My health and confidence have been affected and in my experience Boots has put MURs and NMS before basic patient care. Self-checking is expected and relied upon substantially and the common practice in most stores open on a Sunday is for a pharmacist to work without a dispenser.

I have experienced fear, disciplinary threats and pressure to go beyond patient care and return a profit. They are a force unto themselves.
Name and address supplied

I have an elderly mother requiring a lot of routine repeat medication on prescription from her GP in north-west England. She does not pay a prescription charge, but the NHS supplies the medication. It appals me that when she hands in her list of repeat drugs to Boots, with the items she needs ticked off, the pharmacist ignores the ticks and issues the whole lot. She does not require the eye drops each month, or the paracetamol, so she does not tick these items. Yet I find a stockpile of them in her kitchen cabinet rapidly nearing or past their use-by date. When I return them to the store I am told that they have been issued and so cannot be given to anybody else.

Our NHS is paid for by all of us, we should all play our part to ensure that medication is not wasted.
Lesley Foote
Brentford, Middlesex

I have been a practising community pharmacist for 15 years. During my time I have seen the pressure build up. It has now reached an unsustainable level and many are leaving the profession as a result.

More and more of those in charge of running the healthcare services are non-pharmacist managers with little idea of what they are managing. They seem to only understand figures and targets. Anything else bypasses them, which ultimately creates a vicious cycle of lower patient care due to lack of support and trained staff.

My experience has been such that the pharmacist must make a stand on a regular basis to be heard. This creates an unnecessary distraction which shouldn’t be allowed to exist if the managers were doing their job properly.
Name and address supplied

I left Boots back in 1997 to work in supermarket pharmacy for 15 years. I have been a self-employed locum since 2012. I would like to think I have always put the needs of the patient first but pressure to perform and hit targets is everywhere. At least I now have control over where I work. I think it is telling that I will not be encouraging either of my children into the profession. After completing a four-year degree then another year completing pre-registration, it seems they would be better off training and qualifying as a plumber or electrician.
Jayne Gleed
Hamble, Hampshire

Pharmacists undergo five years of training to become medicines experts. They are trained to develop clinical relationships with patients, but are thwarted from doing so by the preference of many retail-oriented non-pharmacist employers intent on them merely supplying products and commoditised services measured only by quantitative targets. MURs are sadly treated this way.

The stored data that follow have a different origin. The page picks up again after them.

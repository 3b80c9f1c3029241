use serde::{Deserialize, Serialize};
use sqlx::FromRow;
use validator::Validate;

#[derive(Debug, Clone, Serialize, Deserialize, FromRow)]
pub struct Tag {
    pub id: i64,
    pub title: String,
    pub alias: String,
    pub weight: i32,
}

// Create tag request
#[derive(Debug, Validate, Deserialize)]
pub struct CreateTagRequest {
    #[validate(length(min = 1, max = 500))]
    pub title: String,
    #[validate(length(min = 1, max = 500))]
    pub alias: String,
    pub weight: Option<i32>,
}

// Update tag request
#[derive(Debug, Validate, Deserialize)]
pub struct UpdateTagRequest {
    #[validate(length(min = 1, max = 500))]
    pub title: Option<String>,
    #[validate(length(min = 1, max = 500))]
    pub alias: Option<String>,
    pub weight: Option<i32>,
}
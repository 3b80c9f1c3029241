pub mod comment_service;
pub mod history_service;
pub mod mark_service;
pub mod post_service;
pub mod tag_service;
pub mod user_service;
use axum::{RequestPartsExt, extract::FromRequestParts, http::request::Parts};
use axum_extra::{
    TypedHeader,
    headers::{Authorization, authorization::Bearer},
};
use chrono::{Duration, Utc};
use jsonwebtoken::{DecodingKey, EncodingKey, Header, Validation, decode, encode};
use serde::{Deserialize, Serialize};
use uuid::Uuid;

use crate::{
    AppState,
    error::{AppError, Result},
};

#[derive(Debug, Serialize, Deserialize)]
pub struct Claims {
    pub sub: String, // user id
    pub username: String,
    pub exp: i64,
    pub iat: i64,
    pub jti: String, // session id
}

impl Claims {
    pub fn new(
        user_id: i64,
        username: String,
        jwt_secret: &str,
        ttl_hours: i64,
    ) -> Result<(String, Self)> {
        let now = Utc::now();
        let exp = now + Duration::hours(ttl_hours);
        let jti = Uuid::new_v4().to_string();

        let claims = Self {
            sub: user_id.to_string(),
            username,
            exp: exp.timestamp(),
            iat: now.timestamp(),
            jti,
        };

        let token = encode(
            &Header::default(),
            &claims,
            &EncodingKey::from_secret(jwt_secret.as_ref()),
        )?;

        Ok((token, claims))
    }

    pub fn verify(token: &str, jwt_secret: &str) -> Result<Self> {
        let token_data = decode::<Claims>(
            token,
            &DecodingKey::from_secret(jwt_secret.as_ref()),
            &Validation::default(),
        )?;

        Ok(token_data.claims)
    }

    pub fn user_id(&self) -> Result<i64> {
        self.sub
            .parse()
            .map_err(|_| AppError::Authentication("Invalid user ID in token".to_string()))
    }
}

#[derive(Debug, Clone)]
pub struct AuthUser {
    pub user_id: i64,
    pub username: String,
    pub jti: String,
}

impl FromRequestParts<AppState> for AuthUser {
    type Rejection = AppError;

    async fn from_request_parts(parts: &mut Parts, state: &AppState) -> Result<Self> {
        let TypedHeader(Authorization(bearer)) = parts
            .extract::<TypedHeader<Authorization<Bearer>>>()
            .await
            .map_err(|_| AppError::Authentication("Missing authorization header".to_string()))?;

        let claims = Claims::verify(bearer.token(), &state.config.jwt_secret)?;

        // Session must still be alive in Redis
        match state.redis.get_session(&claims.jti).await? {
            Some(stored_user_id) if stored_user_id == claims.sub => {}
            Some(_) => return Err(AppError::Authentication("Invalid session".to_string())),
            None => return Err(AppError::Authentication("Session expired".to_string())),
        }

        let user_id = claims.user_id()?;

        Ok(AuthUser {
            user_id,
            username: claims.username,
            jti: claims.jti,
        })
    }
}

// Optional auth user (for endpoints that work with or without auth)
#[derive(Debug)]
pub struct OptionalAuthUser(pub Option<AuthUser>);

impl OptionalAuthUser {
    pub fn user_id(&self) -> Option<i64> {
        self.0.as_ref().map(|user| user.user_id)
    }
}

impl FromRequestParts<AppState> for OptionalAuthUser {
    type Rejection = AppError;

    async fn from_request_parts(parts: &mut Parts, state: &AppState) -> Result<Self> {
        match AuthUser::from_request_parts(parts, state).await {
            Ok(user) => Ok(OptionalAuthUser(Some(user))),
            Err(_) => Ok(OptionalAuthUser(None)),
        }
    }
}

// Password hashing utilities
pub fn hash_password(password: &str) -> Result<String> {
    let cost = 12;
    bcrypt::hash(password, cost).map_err(AppError::from)
}

pub fn verify_password(password: &str, hash: &str) -> Result<bool> {
    bcrypt::verify(password, hash).map_err(AppError::from)
}
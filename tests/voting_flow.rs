//! Voting and post history against a real PostgreSQL database.
//!
//! These need `DATABASE_URL` to point at a server where the test user may create
//! databases. Run with `cargo test -- --ignored`.

use appeal::{
    auth::AuthUser,
    error::AppError,
    models::{
        Comment, CreateCommentRequest, CreatePostRequest, MarkType, NewUser, PostFilter,
        PostResponse, RatedScope, UpdateCommentRequest,
    },
    services::{comment_service, history_service, mark_service, post_service, user_service},
};
use sqlx::PgPool;
use std::time::Duration;

async fn user(db: &PgPool, username: &str) -> AuthUser {
    let (user, _profile) = user_service::create_user(
        db,
        &NewUser {
            username: username.to_string(),
            email: None,
            password_hash: None,
            is_staff: false,
        },
    )
    .await
    .unwrap();

    AuthUser {
        user_id: user.id,
        username: user.username,
        jti: String::new(),
    }
}

async fn post_by(db: &PgPool, author: Option<&AuthUser>, body: &str) -> PostResponse {
    post_service::create_post(
        db,
        author,
        &CreatePostRequest {
            body: body.to_string(),
            username: Some("guest".to_string()),
            email: None,
            tags: None,
        },
    )
    .await
    .unwrap()
}

async fn comment_on(db: &PgPool, author: Option<&AuthUser>, post_id: i64, body: &str) -> Comment {
    comment_service::create_comment(
        db,
        author,
        &CreateCommentRequest {
            post: post_id,
            body: body.to_string(),
            username: Some("guest".to_string()),
            email: None,
        },
    )
    .await
    .unwrap()
}

async fn marks_of(db: &PgPool, post_id: i64, user_id: i64) -> i64 {
    sqlx::query_scalar("SELECT COUNT(*) FROM post_marks WHERE post_id = $1 AND user_id = $2")
        .bind(post_id)
        .bind(user_id)
        .fetch_one(db)
        .await
        .unwrap()
}

#[sqlx::test(migrations = "./migrations")]
#[ignore = "needs a PostgreSQL DATABASE_URL"]
async fn like_toggle_and_comment_scenario(db: PgPool) {
    let a = user(&db, "alice").await;
    let b = user(&db, "bob").await;
    let c = user(&db, "carol").await;

    let post = post_by(&db, Some(&a), "first").await;
    let t0 = post.created;
    assert_eq!(post.username, "alice");
    assert_eq!(post.last_action, Some(t0));

    // B likes
    let rated = mark_service::rate_post(&db, post.id, b.user_id, Some(MarkType::Like))
        .await
        .unwrap();
    assert_eq!(rated, 1);
    assert_eq!(mark_service::mark_counts(&db, post.id).await.unwrap(), (1, 0));

    let history = history_service::get_history(&db, post.id).await.unwrap().unwrap();
    assert!(history.up_voted.is_some());
    assert_eq!(history.last_action, Some(t0));

    // B likes again: withdrawn
    let rated = mark_service::rate_post(&db, post.id, b.user_id, Some(MarkType::Like))
        .await
        .unwrap();
    assert_eq!(rated, 0);
    assert_eq!(mark_service::mark_counts(&db, post.id).await.unwrap(), (0, 0));

    let history = history_service::get_history(&db, post.id).await.unwrap().unwrap();
    assert!(history.un_voted.is_some());
    assert_eq!(history.last_action, Some(t0));

    // C comments
    let comment = comment_service::create_comment(
        &db,
        Some(&c),
        &CreateCommentRequest {
            post: post.id,
            body: "nice".to_string(),
            username: None,
            email: None,
        },
    )
    .await
    .unwrap();

    let history = history_service::get_history(&db, post.id).await.unwrap().unwrap();
    assert_eq!(history.commented, Some(comment.created));
    assert_eq!(history.last_action, Some(comment.created));

    let rows: i64 = sqlx::query_scalar("SELECT COUNT(*) FROM post_histories WHERE post_id = $1")
        .bind(post.id)
        .fetch_one(&db)
        .await
        .unwrap();
    assert_eq!(rows, 1);
}

#[sqlx::test(migrations = "./migrations")]
#[ignore = "needs a PostgreSQL DATABASE_URL"]
async fn owner_cannot_mark_own_post(db: PgPool) {
    let a = user(&db, "alice").await;
    let post = post_by(&db, Some(&a), "mine").await;

    let mark = mark_service::submit_mark(&db, post.id, a.user_id, MarkType::Like)
        .await
        .unwrap();
    assert!(mark.is_none());

    let rated = mark_service::rate_post(&db, post.id, a.user_id, Some(MarkType::Dislike))
        .await
        .unwrap();
    assert_eq!(rated, 0);

    assert_eq!(marks_of(&db, post.id, a.user_id).await, 0);
    assert_eq!(mark_service::mark_counts(&db, post.id).await.unwrap(), (0, 0));
}

#[sqlx::test(migrations = "./migrations")]
#[ignore = "needs a PostgreSQL DATABASE_URL"]
async fn like_then_dislike_keeps_one_dislike(db: PgPool) {
    let a = user(&db, "alice").await;
    let b = user(&db, "bob").await;
    let post = post_by(&db, Some(&a), "post").await;

    mark_service::rate_post(&db, post.id, b.user_id, Some(MarkType::Like))
        .await
        .unwrap();
    mark_service::rate_post(&db, post.id, b.user_id, Some(MarkType::Dislike))
        .await
        .unwrap();

    assert_eq!(marks_of(&db, post.id, b.user_id).await, 1);
    assert_eq!(mark_service::mark_counts(&db, post.id).await.unwrap(), (0, 1));

    let seen = post_service::get_post_by_id(&db, post.id, Some(b.user_id))
        .await
        .unwrap()
        .unwrap();
    assert_eq!(seen.rated, 2);

    let anonymous = post_service::get_post_by_id(&db, post.id, None)
        .await
        .unwrap()
        .unwrap();
    assert_eq!(anonymous.rated, 0);
}

#[sqlx::test(migrations = "./migrations")]
#[ignore = "needs a PostgreSQL DATABASE_URL"]
async fn duplicate_marks_are_healed(db: PgPool) {
    let a = user(&db, "alice").await;
    let b = user(&db, "bob").await;
    let post = post_by(&db, Some(&a), "post").await;

    for _ in 0..3 {
        sqlx::query("INSERT INTO post_marks (post_id, user_id, mark_type) VALUES ($1, $2, 1)")
            .bind(post.id)
            .bind(b.user_id)
            .execute(&db)
            .await
            .unwrap();
    }

    let mark = mark_service::submit_mark(&db, post.id, b.user_id, MarkType::Dislike)
        .await
        .unwrap()
        .unwrap();

    assert_eq!(mark.mark_type, MarkType::Dislike);
    assert_eq!(marks_of(&db, post.id, b.user_id).await, 1);
}

#[sqlx::test(migrations = "./migrations")]
#[ignore = "needs a PostgreSQL DATABASE_URL"]
async fn concurrent_submissions_leave_one_mark(db: PgPool) {
    let a = user(&db, "alice").await;
    let b = user(&db, "bob").await;
    let post = post_by(&db, Some(&a), "post").await;

    let (post_id, voter_id) = (post.id, b.user_id);
    let mut handles = Vec::new();
    for i in 0..8 {
        let db = db.clone();
        let mark_type = if i % 2 == 0 {
            MarkType::Like
        } else {
            MarkType::Dislike
        };
        handles.push(tokio::spawn(async move {
            mark_service::submit_mark(&db, post_id, voter_id, mark_type).await
        }));
    }

    for handle in handles {
        handle.await.unwrap().unwrap();
    }

    assert_eq!(marks_of(&db, post.id, b.user_id).await, 1);
}

#[sqlx::test(migrations = "./migrations")]
#[ignore = "needs a PostgreSQL DATABASE_URL"]
async fn deleting_a_mark_records_un_vote(db: PgPool) {
    let a = user(&db, "alice").await;
    let b = user(&db, "bob").await;
    let post = post_by(&db, None, "anonymous post").await;

    let mark = mark_service::submit_mark(&db, post.id, b.user_id, MarkType::Like)
        .await
        .unwrap()
        .unwrap();

    let err = mark_service::delete_mark(&db, mark.id, a.user_id)
        .await
        .unwrap_err();
    assert!(matches!(err, AppError::Authorization(_)));

    mark_service::delete_mark(&db, mark.id, b.user_id).await.unwrap();

    let history = history_service::get_history(&db, post.id).await.unwrap().unwrap();
    assert!(history.un_voted.is_some());
    assert_eq!(history.last_action, Some(post.created));
    assert!(mark_service::get_mark(&db, mark.id).await.unwrap().is_none());
}

#[sqlx::test(migrations = "./migrations")]
#[ignore = "needs a PostgreSQL DATABASE_URL"]
async fn rated_listing_only_shows_marked_posts(db: PgPool) {
    let a = user(&db, "alice").await;
    let b = user(&db, "bob").await;
    let liked = post_by(&db, Some(&a), "liked").await;
    let _ignored = post_by(&db, Some(&a), "ignored").await;

    mark_service::rate_post(&db, liked.id, b.user_id, Some(MarkType::Like))
        .await
        .unwrap();

    let filter = PostFilter::default();
    let all = post_service::get_posts(&db, Some(b.user_id), &filter, RatedScope::All)
        .await
        .unwrap();
    assert_eq!(all.len(), 2);

    let rated = post_service::get_posts(
        &db,
        Some(b.user_id),
        &filter,
        RatedScope::OnlyRated,
    )
    .await
    .unwrap();
    assert_eq!(rated.len(), 1);
    assert_eq!(rated[0].id, liked.id);
    assert_eq!(rated[0].rated, 1);

    let anonymous =
        post_service::get_posts(&db, None, &filter, RatedScope::OnlyRated)
            .await
            .unwrap();
    assert!(anonymous.is_empty());
}

#[sqlx::test(migrations = "./migrations")]
#[ignore = "needs a PostgreSQL DATABASE_URL"]
async fn comment_on_missing_post_is_not_found(db: PgPool) {
    let err = comment_service::create_comment(
        &db,
        None,
        &CreateCommentRequest {
            post: 9999,
            body: "hello?".to_string(),
            username: Some("guest".to_string()),
            email: None,
        },
    )
    .await
    .unwrap_err();

    assert!(matches!(err, AppError::NotFound(_)));
}

#[sqlx::test(migrations = "./migrations")]
#[ignore = "needs a PostgreSQL DATABASE_URL"]
async fn new_user_gets_default_profile(db: PgPool) {
    let a = user(&db, "alice").await;

    let profile = user_service::get_profile(&db, a.user_id).await.unwrap();
    assert!(profile.receive_comments_email);
    assert!(!profile.email_confirmed);

    let err = user_service::create_user(
        &db,
        &NewUser {
            username: "alice".to_string(),
            email: None,
            password_hash: None,
            is_staff: false,
        },
    )
    .await
    .unwrap_err();
    assert!(matches!(err, AppError::Conflict(_)));
}

#[sqlx::test(migrations = "./migrations")]
#[ignore = "needs a PostgreSQL DATABASE_URL"]
async fn queued_comments_leave_the_newest_in_history(db: PgPool) {
    let a = user(&db, "alice").await;
    let post = post_by(&db, Some(&a), "busy").await;

    for round in 0..10 {
        // Hold the post so both comments queue up behind it
        let mut holder = db.begin().await.unwrap();
        sqlx::query("SELECT id FROM posts WHERE id = $1 FOR UPDATE")
            .bind(post.id)
            .execute(&mut *holder)
            .await
            .unwrap();

        let mut handles = Vec::new();
        for body in ["first", "second"] {
            let db = db.clone();
            let post_id = post.id;
            handles.push(tokio::spawn(async move {
                comment_on(&db, None, post_id, body).await
            }));
            tokio::time::sleep(Duration::from_millis(30)).await;
        }

        holder.commit().await.unwrap();

        let mut latest = None;
        for handle in handles {
            let created = handle.await.unwrap().created;
            latest = latest.max(Some(created));
        }

        let history = history_service::get_history(&db, post.id).await.unwrap().unwrap();
        assert_eq!(history.commented, latest, "round {round}");
        assert_eq!(history.last_action, latest, "round {round}");
    }
}

#[sqlx::test(migrations = "./migrations")]
#[ignore = "needs a PostgreSQL DATABASE_URL"]
async fn editing_a_comment_records_history(db: PgPool) {
    let a = user(&db, "alice").await;
    let c = user(&db, "carol").await;
    let post = post_by(&db, Some(&a), "post").await;

    let older = comment_on(&db, Some(&c), post.id, "first").await;

    sqlx::query("UPDATE post_histories SET commented = NULL, last_action = $2 WHERE post_id = $1")
        .bind(post.id)
        .bind(post.created)
        .execute(&db)
        .await
        .unwrap();

    let edit = UpdateCommentRequest {
        body: "first, edited".to_string(),
    };
    comment_service::update_comment(&db, older.id, c.user_id, &edit)
        .await
        .unwrap();

    let history = history_service::get_history(&db, post.id).await.unwrap().unwrap();
    assert_eq!(history.commented, Some(older.created));
    assert_eq!(history.last_action, Some(older.created));

    // Editing the older comment again keeps the newer one in history
    let newer = comment_on(&db, Some(&c), post.id, "second").await;
    comment_service::update_comment(&db, older.id, c.user_id, &edit)
        .await
        .unwrap();

    let history = history_service::get_history(&db, post.id).await.unwrap().unwrap();
    assert_eq!(history.commented, Some(newer.created));
    assert_eq!(history.last_action, Some(newer.created));

    let versions = comment_service::get_comment_versions(&db, older.id)
        .await
        .unwrap();
    assert_eq!(versions.len(), 2);
}

#[sqlx::test(migrations = "./migrations")]
#[ignore = "needs a PostgreSQL DATABASE_URL"]
async fn racing_registrations_yield_one_user(db: PgPool) {
    let mut handles = Vec::new();
    for _ in 0..4 {
        let db = db.clone();
        handles.push(tokio::spawn(async move {
            user_service::create_user(
                &db,
                &NewUser {
                    username: "dave".to_string(),
                    email: None,
                    password_hash: None,
                    is_staff: false,
                },
            )
            .await
        }));
    }

    let mut created = 0;
    for handle in handles {
        match handle.await.unwrap() {
            Ok(_) => created += 1,
            Err(AppError::Conflict(_)) => {}
            Err(other) => panic!("unexpected error: {other:?}"),
        }
    }

    assert_eq!(created, 1);
}

#[sqlx::test(migrations = "./migrations")]
#[ignore = "needs a PostgreSQL DATABASE_URL"]
async fn updating_a_mark_replaces_it(db: PgPool) {
    let a = user(&db, "alice").await;
    let b = user(&db, "bob").await;
    let post = post_by(&db, Some(&a), "post").await;

    let like = mark_service::submit_mark(&db, post.id, b.user_id, MarkType::Like)
        .await
        .unwrap()
        .unwrap();

    let err = mark_service::update_mark(&db, like.id, a.user_id, MarkType::Dislike)
        .await
        .unwrap_err();
    assert!(matches!(err, AppError::Authorization(_)));

    let dislike = mark_service::update_mark(&db, like.id, b.user_id, MarkType::Dislike)
        .await
        .unwrap()
        .unwrap();

    assert_eq!(dislike.mark_type, MarkType::Dislike);
    assert_eq!(marks_of(&db, post.id, b.user_id).await, 1);
    assert_eq!(mark_service::mark_counts(&db, post.id).await.unwrap(), (0, 1));

    let history = history_service::get_history(&db, post.id).await.unwrap().unwrap();
    assert_eq!(history.down_voted, Some(dislike.created));

    let err = mark_service::update_mark(&db, like.id, b.user_id, MarkType::Like)
        .await
        .unwrap_err();
    assert!(matches!(err, AppError::NotFound(_)));
}
use appeal::config::Config;
use appeal::database::{create_pool, run_migrations};
use appeal::redis::RedisClient;
use appeal::{AppState, create_app};
use std::sync::Arc;
use tokio::net::TcpListener;
use tracing_subscriber::{layer::SubscriberExt, util::SubscriberInitExt};

#[tokio::main]
async fn main() -> Result<(), Box<dyn std::error::Error>> {
    // Load .env file
    dotenvy::dotenv().ok();

    // Initialize tracing
    tracing_subscriber::registry()
        .with(
            tracing_subscriber::EnvFilter::try_from_default_env()
                .unwrap_or_else(|_| "appeal=debug,tower_http=debug".into()),
        )
        .with(tracing_subscriber::fmt::layer())
        .init();

    // Load configuration
    let config = Config::from_env()?;
    tracing::info!("Configuration loaded successfully");

    // Create database connection pool
    let db = create_pool(&config.database_url, config.db_max_connections).await?;
    tracing::info!("Database connection pool created");

    // Run migrations
    run_migrations(&db).await?;
    tracing::info!("Database migrations completed");

    // Create Redis client
    let redis = Arc::new(RedisClient::new(&config.redis_url).await?);
    tracing::info!("Redis client created");

    let addr = format!("{}:{}", config.host, config.port);

    // Create application state
    let state = AppState {
        db,
        redis,
        config: Arc::new(config),
    };

    let app = create_app(state);

    let listener = TcpListener::bind(&addr).await?;
    tracing::info!("Server listening on {}", addr);

    axum::serve(listener, app).await?;

    Ok(())
}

The employer benefits from the MUR fee, not the pharmacist, and in many organisations demands have engendered a culture that pressurises and sometimes bullies pharmacists to deliver.

Your article describes pharmacists being demoralised by the erosion of their professional autonomy, and finding themselves working with staffing levels that border on dangerous at times.

Today’s community pharmacy service is therefore a mere shadow of its true potential. My union has calculated that the money available to “chain” pharmacies in MUR fees would fund a cohort of about 2,000 pharmacists who could contract directly with the NHS and concentrate on delivering a clinical rather than transactional pharmaceutical care service to patients who would benefit the most. These services could be provided in patients’ homes, care homes, GP surgeries and in consultation rooms of existing community pharmacies.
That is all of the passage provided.